__EXERCISE BRIEF__:
Below are some records; output all of them exactly as they read.

__DATA FOR PROCESSING__:
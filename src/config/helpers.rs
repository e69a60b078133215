use std::str::FromStr;

use crate::error::ConfigError;

/// Read an environment variable, treating unset and empty as `None`.
pub(crate) fn optional_env(key: &str) -> Result<Option<String>, ConfigError> {
    match std::env::var(key) {
        Ok(value) if value.trim().is_empty() => Ok(None),
        Ok(value) => Ok(Some(value)),
        Err(std::env::VarError::NotPresent) => Ok(None),
        Err(std::env::VarError::NotUnicode(_)) => Err(ConfigError::InvalidValue {
            key: key.to_string(),
            message: "value is not valid unicode".to_string(),
        }),
    }
}

/// Parse an environment variable, falling back to `default` when unset.
pub(crate) fn parse_optional_env<T>(key: &str, default: T) -> Result<T, ConfigError>
where
    T: FromStr,
    T::Err: std::fmt::Display,
{
    optional_env(key)?
        .map(|s| s.trim().parse::<T>())
        .transpose()
        .map_err(|e| ConfigError::InvalidValue {
            key: key.to_string(),
            message: e.to_string(),
        })
        .map(|v| v.unwrap_or(default))
}

/// Parse a boolean environment variable. Accepts `true/false`, `1/0`,
/// `yes/no` and `on/off`.
pub(crate) fn parse_bool_env(key: &str, default: bool) -> Result<bool, ConfigError> {
    let Some(value) = optional_env(key)? else {
        return Ok(default);
    };
    parse_bool(&value).ok_or_else(|| ConfigError::InvalidValue {
        key: key.to_string(),
        message: format!("must be 'true' or 'false', got '{value}'"),
    })
}

fn parse_bool(value: &str) -> Option<bool> {
    match value.trim().to_ascii_lowercase().as_str() {
        "true" | "1" | "yes" | "on" => Some(true),
        "false" | "0" | "no" | "off" => Some(false),
        _ => None,
    }
}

__THE COMPLETED TASK__:
filename src/config/helpers.rs
repository e69a60b078133215
use std::str::FromStr;

use crate::error::ConfigError;

/// Read an environment variable, treating unset and empty as `None`.
pub(crate) fn optional_env(key: &str) -> Result<Option<String>, ConfigError> {
    match std::env::var(key) {
        Ok(value) if value.trim().is_empty() => Ok(None),
        Ok(value) => Ok(Some(value)),
        Err(std::env::VarError::NotPresent) => Ok(None),
        Err(std::env::VarError::NotUnicode(_)) => Err(ConfigError::InvalidValue {
            key: key.to_string(),
            message: "value is not valid unicode".to_string(),
        }),
    }
}

/// Parse an environment variable, falling back to `default` when unset.
pub(crate) fn parse_optional_env<T>(key: &str, default: T) -> Result<T, ConfigError>
where
    T: FromStr,
    T::Err: std::fmt::Display,
{
    optional_env(key)?
        .map(|s| s.trim().parse::<T>())
        .transpose()
        .map_err(|e| ConfigError::InvalidValue {
            key: key.to_string(),
            message: e.to_string(),
        })
        .map(|v| v.unwrap_or(default))
}

/// Parse a boolean environment variable. Accepts `true/false`, `1/0`,
/// `yes/no` and `on/off`.
pub(crate) fn parse_bool_env(key: &str, default: bool) -> Result<bool, ConfigError> {
    let Some(value) = optional_env(key)? else {
        return Ok(default);
    };
    parse_bool(&value).ok_or_else(|| ConfigError::InvalidValue {
        key: key.to_string(),
        message: format!("must be 'true' or 'false', got '{value}'"),
    })
}

fn parse_bool(value: &str) -> Option<bool> {
    match value.trim().to_ascii_lowercase().as_str() {
        "true" | "1" | "yes" | "on" => Some(true),
        "false" | "0" | "no" | "off" => Some(false),
        _ => None,
    }
}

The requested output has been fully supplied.